Saya telah memutuskan untuk mengubah kebiasaan saya dalam bersih-bersih. Saya memerlukan alasan yang cukup rasional untuk melakukan perubahan tersebut.
Minggu ini, saya memandangi peralatan kebersihan yang biasa saya gunakan, termasuk tisu pembersih, spon pembersih, dan alat pembersih lainnya. Agar supaya saya dapat mempertimbangkan untuk tidak menggunakan mereka lagi atau mengurangi pemakaian, sebelumnya saya perlu mencari tahu mengapa saya menggunakan mereka, dan mungkin harus mencari tahu alasan mengapa mereka bisa eksis.
Sebelum ada tisu pembersih, saya terbiasa menggunakan lap kain untuk membersihkan tumpahan air. Sejak kain digunakan, setiap rumah tangga harus memiliki banyak lap pembersih.
Coba pikirkan: membersihkan debu, membersihkan jendela, tumpahan pada dapur, semuanya perlu memakai kain lap. Tentu saja, ini juga adalah sebuah cara untuk mendaur ulang penggunaan kain sprei, sarung bantal, dan handuk usang serta kain perca sisa pakaian. Sebaliknya, kain juga perlu dibersihkan. Jadi air yang di gunakan untuk membersihkannya itu juga perlu menjadi pertimbangan.
Daya serap kain mungkin saja tidak setinggi tisu pembersih. Jika kain digunakan untuk membersihkan benda cair yang tumpah, maka tergantung pada jenis tumpahannya, kain mungkin perlu dibersihkan secepatnya, atau setidaknya dibilas.
Sebaliknya, jika Anda menggunakan tisu pembersih untuk membersihkan tumpahan, mereka dapat dengan segera dibuang ke dalam tempat sampah.
Di rumah saya, saya memiliki beberapa handuk usang yang biasanya saya gunakan untuk membersihkan tumpahan dalam jumlah besar. Saya juga memiliki sebuah kain pel dan beberapa kain perca kecil, handuk tangan usang yang dapat digunakan untuk membersihkan segala sesuatu.

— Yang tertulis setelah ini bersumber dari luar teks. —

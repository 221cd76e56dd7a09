#![allow(dead_code)]

use rand::rngs::StdRng;
use rand::{Rng, SeedableRng};
use xxt::gallery::GlobalMatrix;
use xxt::{FactorConfig, HandleRegistry, Hypercube, MatrixAction, ThreadCluster, XxtError};

/// Dense local block, rows by local columns
pub struct DenseAction(pub Vec<Vec<f64>>);

impl MatrixAction for DenseAction {
    fn apply(&self, v: &[f64], out: &mut [f64]) {
        for (o, row) in out.iter_mut().zip(&self.0) {
            *o = row.iter().zip(v).map(|(a, b)| a * b).sum();
        }
    }
}

/// Solve `A·x = b` by Gaussian elimination (A is SPD, no pivoting needed)
pub fn dense_solve(mut a: Vec<Vec<f64>>, mut b: Vec<f64>) -> Vec<f64> {
    let n = b.len();
    for k in 0..n {
        for i in k + 1..n {
            let factor = a[i][k] / a[k][k];
            for j in k..n {
                a[i][j] -= factor * a[k][j];
            }
            b[i] -= factor * b[k];
        }
    }
    let mut x = vec![0.0; n];
    for k in (0..n).rev() {
        let tail: f64 = (k + 1..n).map(|j| a[k][j] * x[j]).sum();
        x[k] = (b[k] - tail) / a[k][k];
    }
    x
}

/// Random sparse SPD matrix: symmetric band pattern, diagonally dominant
pub fn random_spd(n: usize, bandwidth: usize, seed: u64) -> GlobalMatrix {
    let mut rng = StdRng::seed_from_u64(seed);
    let mut rows: Vec<Vec<(u64, f64)>> = vec![Vec::new(); n];
    let mut diagonal = vec![1.0; n];

    for i in 0..n {
        for j in i + 1..(i + 1 + bandwidth).min(n) {
            if rng.gen_bool(0.6) {
                let value: f64 = rng.gen_range(-1.0..1.0);
                rows[i].push((j as u64, value));
                rows[j].push((i as u64, value));
                diagonal[i] += value.abs();
                diagonal[j] += value.abs();
            }
        }
    }
    for (i, row) in rows.iter_mut().enumerate() {
        row.push((i as u64, diagonal[i]));
        row.sort_by_key(|&(col, _)| col);
    }
    GlobalMatrix::from_rows(rows)
}

/// Largest entry-wise difference
pub fn max_diff(a: &[f64], b: &[f64]) -> f64 {
    assert_eq!(a.len(), b.len());
    a.iter()
        .zip(b)
        .map(|(x, y)| (x - y).abs())
        .fold(0.0, f64::max)
}

/// Factor `matrix` on `processes` ranks and solve for every right-hand side
///
/// Returns one assembled global solution per right-hand side.
pub fn solve_distributed(
    matrix: &GlobalMatrix,
    processes: usize,
    owner: impl Fn(u64) -> usize + Sync,
    config: FactorConfig,
    rhs: &[Vec<f64>],
) -> Result<Vec<Vec<f64>>, XxtError> {
    let pieces = ThreadCluster::new(processes).run(|comm| {
        let problem = matrix.distribute(&owner, comm.rank());
        let registry = HandleRegistry::new();
        let mut solver = registry.create(comm).with_config(config.clone());
        let m = problem.m();
        solver.factor(&problem.local2global, problem.n, m, problem.matrix.clone())?;

        let mut solutions = Vec::with_capacity(rhs.len());
        for b in rhs {
            let mut x = vec![0.0; problem.n];
            solver.solve(&problem.restrict(b), &mut x)?;
            solutions.push(x);
        }
        solver.destroy()?;
        Ok::<_, XxtError>((problem.local2global[..problem.n].to_vec(), solutions))
    })?;

    let mut global = vec![vec![0.0; matrix.size()]; rhs.len()];
    for piece in pieces {
        let (owned, solutions) = piece?;
        for (x, local) in global.iter_mut().zip(solutions) {
            for (&gid, value) in owned.iter().zip(local) {
                x[gid as usize] = value;
            }
        }
    }
    Ok(global)
}

/// Reference solution and distributed solution of `matrix·x = b`
pub fn compare(
    matrix: &GlobalMatrix,
    processes: usize,
    owner: impl Fn(u64) -> usize + Sync,
    b: Vec<f64>,
) -> f64 {
    let expected = dense_solve(matrix.to_dense(), b.clone());
    let solved = solve_distributed(matrix, processes, owner, FactorConfig::default(), &[b])
        .expect("distributed solve failed");
    max_diff(&solved[0], &expected)
}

Bagaimanapun juga, ada beberapa pekerjaan yang selalu menggunakan tisu pembersih untuk membersihkan, dan saya telah terbiasa menggunakan tisu pembersih untuk pekerjaan seperti membersihkan kaca jendela, kaca rias, pigura foto.

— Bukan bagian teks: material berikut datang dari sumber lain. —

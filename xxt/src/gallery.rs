//! Distributed test operators
//!
//! Small sparse SPD matrices held globally and cut into per-process pieces
//! in the layout the solver expects: owned dofs first in ascending global
//! order, then the ghosts referenced by the owned rows.

use hashbrown::HashMap;
use xxt_core::MatrixAction;

/// Process-local CSR block: owned rows by local columns
#[derive(Debug, Clone, PartialEq)]
pub struct LocalCsr {
    row_ptr: Vec<usize>,
    col_idx: Vec<usize>,
    values: Vec<f64>,
}

impl LocalCsr {
    /// Number of rows
    pub fn rows(&self) -> usize {
        self.row_ptr.len().saturating_sub(1)
    }

    /// Number of stored entries
    pub fn nnz(&self) -> usize {
        self.values.len()
    }
}

impl MatrixAction for LocalCsr {
    fn apply(&self, v: &[f64], out: &mut [f64]) {
        for (row, o) in out.iter_mut().enumerate() {
            let range = self.row_ptr[row]..self.row_ptr[row + 1];
            *o = self.col_idx[range.clone()]
                .iter()
                .zip(&self.values[range])
                .map(|(&col, a)| a * v[col])
                .sum();
        }
    }
}

/// The identity on owned dofs
#[derive(Debug, Clone, Copy, Default, PartialEq, Eq)]
pub struct Identity;

impl MatrixAction for Identity {
    fn apply(&self, v: &[f64], out: &mut [f64]) {
        out.copy_from_slice(&v[..out.len()]);
    }
}

/// One process's piece of a distributed operator
#[derive(Debug, Clone, PartialEq)]
pub struct DistributedProblem {
    /// Owned dofs, then ghosts
    pub local2global: Vec<u64>,
    /// Number of owned dofs
    pub n: usize,
    /// Owned rows in local column numbering
    pub matrix: LocalCsr,
}

impl DistributedProblem {
    /// Number of local dofs
    pub fn m(&self) -> usize {
        self.local2global.len()
    }

    /// Owned entries of a global vector
    pub fn restrict(&self, global: &[f64]) -> Vec<f64> {
        self.local2global[..self.n]
            .iter()
            .map(|&gid| global[gid as usize])
            .collect()
    }
}

/// Contiguous balanced blocks of `n_global` dofs over `processes` owners
pub fn block_owner(n_global: usize, processes: usize) -> impl Fn(u64) -> usize + Copy {
    move |gid| (gid as usize * processes) / n_global.max(1)
}

/// Sparse matrix with every row available, used to build test problems
#[derive(Debug, Clone, PartialEq)]
pub struct GlobalMatrix {
    rows: Vec<Vec<(u64, f64)>>,
}

impl GlobalMatrix {
    /// Matrix from its rows as `(column, value)` lists
    pub fn from_rows(rows: Vec<Vec<(u64, f64)>>) -> Self {
        Self { rows }
    }

    /// `tridiag(-1, 2, -1)` of size `n`
    pub fn laplacian_1d(n: usize) -> Self {
        let rows = (0..n as u64)
            .map(|i| {
                let mut row = Vec::with_capacity(3);
                if i > 0 {
                    row.push((i - 1, -1.0));
                }
                row.push((i, 2.0));
                if i + 1 < n as u64 {
                    row.push((i + 1, -1.0));
                }
                row
            })
            .collect();
        Self { rows }
    }

    /// Five-point Laplacian on an `nx × ny` grid, row-major numbering
    pub fn laplacian_2d(nx: usize, ny: usize) -> Self {
        let (nx, ny) = (nx as u64, ny as u64);
        let mut rows = Vec::with_capacity((nx * ny) as usize);
        for y in 0..ny {
            for x in 0..nx {
                let id = y * nx + x;
                let mut row = Vec::with_capacity(5);
                if y > 0 {
                    row.push((id - nx, -1.0));
                }
                if x > 0 {
                    row.push((id - 1, -1.0));
                }
                row.push((id, 4.0));
                if x + 1 < nx {
                    row.push((id + 1, -1.0));
                }
                if y + 1 < ny {
                    row.push((id + nx, -1.0));
                }
                rows.push(row);
            }
        }
        Self { rows }
    }

    /// Number of rows
    pub fn size(&self) -> usize {
        self.rows.len()
    }

    /// Entries of row `i`
    pub fn row(&self, i: usize) -> &[(u64, f64)] {
        &self.rows[i]
    }

    /// `A·x`
    pub fn apply(&self, x: &[f64]) -> Vec<f64> {
        self.rows
            .iter()
            .map(|row| row.iter().map(|&(col, a)| a * x[col as usize]).sum())
            .collect()
    }

    /// Dense copy, row-major
    pub fn to_dense(&self) -> Vec<Vec<f64>> {
        self.rows
            .iter()
            .map(|row| {
                let mut dense = vec![0.0; self.size()];
                for &(col, a) in row {
                    dense[col as usize] += a;
                }
                dense
            })
            .collect()
    }

    /// Piece of the matrix owned by `rank` under `owner`
    pub fn distribute(&self, owner: impl Fn(u64) -> usize, rank: usize) -> DistributedProblem {
        let owned: Vec<u64> = (0..self.size() as u64)
            .filter(|&gid| owner(gid) == rank)
            .collect();

        let mut ghosts: Vec<u64> = owned
            .iter()
            .flat_map(|&gid| self.rows[gid as usize].iter().map(|&(col, _)| col))
            .filter(|&col| owner(col) != rank)
            .collect();
        ghosts.sort_unstable();
        ghosts.dedup();

        let n = owned.len();
        let mut local2global = owned;
        local2global.extend(ghosts);
        let lookup: HashMap<u64, usize> = local2global
            .iter()
            .enumerate()
            .map(|(index, &gid)| (gid, index))
            .collect();

        let mut row_ptr = Vec::with_capacity(n + 1);
        let mut col_idx = Vec::new();
        let mut values = Vec::new();
        row_ptr.push(0);
        for &gid in &local2global[..n] {
            for &(col, a) in &self.rows[gid as usize] {
                if let Some(&local) = lookup.get(&col) {
                    col_idx.push(local);
                    values.push(a);
                }
            }
            row_ptr.push(col_idx.len());
        }

        DistributedProblem {
            local2global,
            n,
            matrix: LocalCsr {
                row_ptr,
                col_idx,
                values,
            },
        }
    }
}

#[cfg(test)]
mod tests {
    use super::*;

    #[test]
    fn test_block_owner() {
        let owner = block_owner(6, 4);
        let owners: Vec<usize> = (0..6).map(owner).collect();
        assert_eq!(owners, vec![0, 0, 1, 2, 2, 3]);
    }

    #[test]
    fn test_distribute_1d() {
        let matrix = GlobalMatrix::laplacian_1d(6);
        let problem = matrix.distribute(block_owner(6, 2), 1);
        assert_eq!(problem.local2global, vec![3, 4, 5, 2]);
        assert_eq!(problem.n, 3);
        assert_eq!(problem.matrix.rows(), 3);
        assert_eq!(problem.matrix.nnz(), 8);

        let mut out = [0.0; 3];
        problem.matrix.apply(&[1.0, 2.0, 3.0, 10.0], &mut out);
        assert_eq!(out, [2.0 - 10.0 - 2.0, -1.0 + 4.0 - 3.0, -2.0 + 6.0]);
    }

    #[test]
    fn test_laplacian_2d() {
        let matrix = GlobalMatrix::laplacian_2d(3, 2);
        assert_eq!(matrix.size(), 6);
        assert_eq!(matrix.row(0), &[(0, 4.0), (1, -1.0), (3, -1.0)]);
        assert_eq!(matrix.apply(&[1.0; 6]), vec![2.0, 1.0, 2.0, 2.0, 1.0, 2.0]);

        let dense = matrix.to_dense();
        for (i, row) in dense.iter().enumerate() {
            for (j, a) in row.iter().enumerate() {
                assert_eq!(*a, dense[j][i]);
            }
        }
    }

    #[test]
    fn test_restrict_and_identity() {
        let matrix = GlobalMatrix::laplacian_1d(4);
        let problem = matrix.distribute(block_owner(4, 2), 1);
        assert_eq!(problem.restrict(&[0.0, 1.0, 2.0, 3.0]), vec![2.0, 3.0]);

        let mut out = [0.0; 2];
        Identity.apply(&[5.0, 6.0, 7.0], &mut out);
        assert_eq!(out, [5.0, 6.0]);
    }
}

Selain untuk membersihkan kaca dan permukaan keramik (seperti kamar mandi, khususnya), hal-hal lain di mana saya biasa memakai tisu pembersih adalah saat membersihkan tumpahan kotoran yang ada pada kompor, mengelap tangan saya ketika memasak, dan menutup makanan dalam microwave sehingga tidak berceceran.
Jika saya mau mengganti memakai beberapa jenis kain untuk pekerjaan membersihkan, dan hanya menggunakan tisu kertas sesekali, saya percaya bahwa saya dapat banyak mengurangi pemakaian tisu pembersih dan yang terpenting adalah, akan menjadi terbiasa menggunakan kain untuk membersihkan.
Ini mungkin tidak seperti sebuah langkah besar, tapi menurut saya ini adalah sesuatu langkah yang kritis: dengan tujuan “hidup bersih dan hijau”, kita perlu melangkah keluar dari kebiasaan yang membuat kita mengira bahwa segala sesuatu harus disposable (sekali pakai buang).
Segalanya yang dapat dibuang pada akhirnya harus pergi ke suatu tempat juga, dan makin banyak barang disposable yang kita gunakan, kemudian dibuang, maka akan makin banyak tempat yang diperlukan untuk benda-benda tersebut.
Benda-benda disposable telah membuat dunia kita menjadi tumpukan sampah, dan kita hidup berada tepat di antaranya.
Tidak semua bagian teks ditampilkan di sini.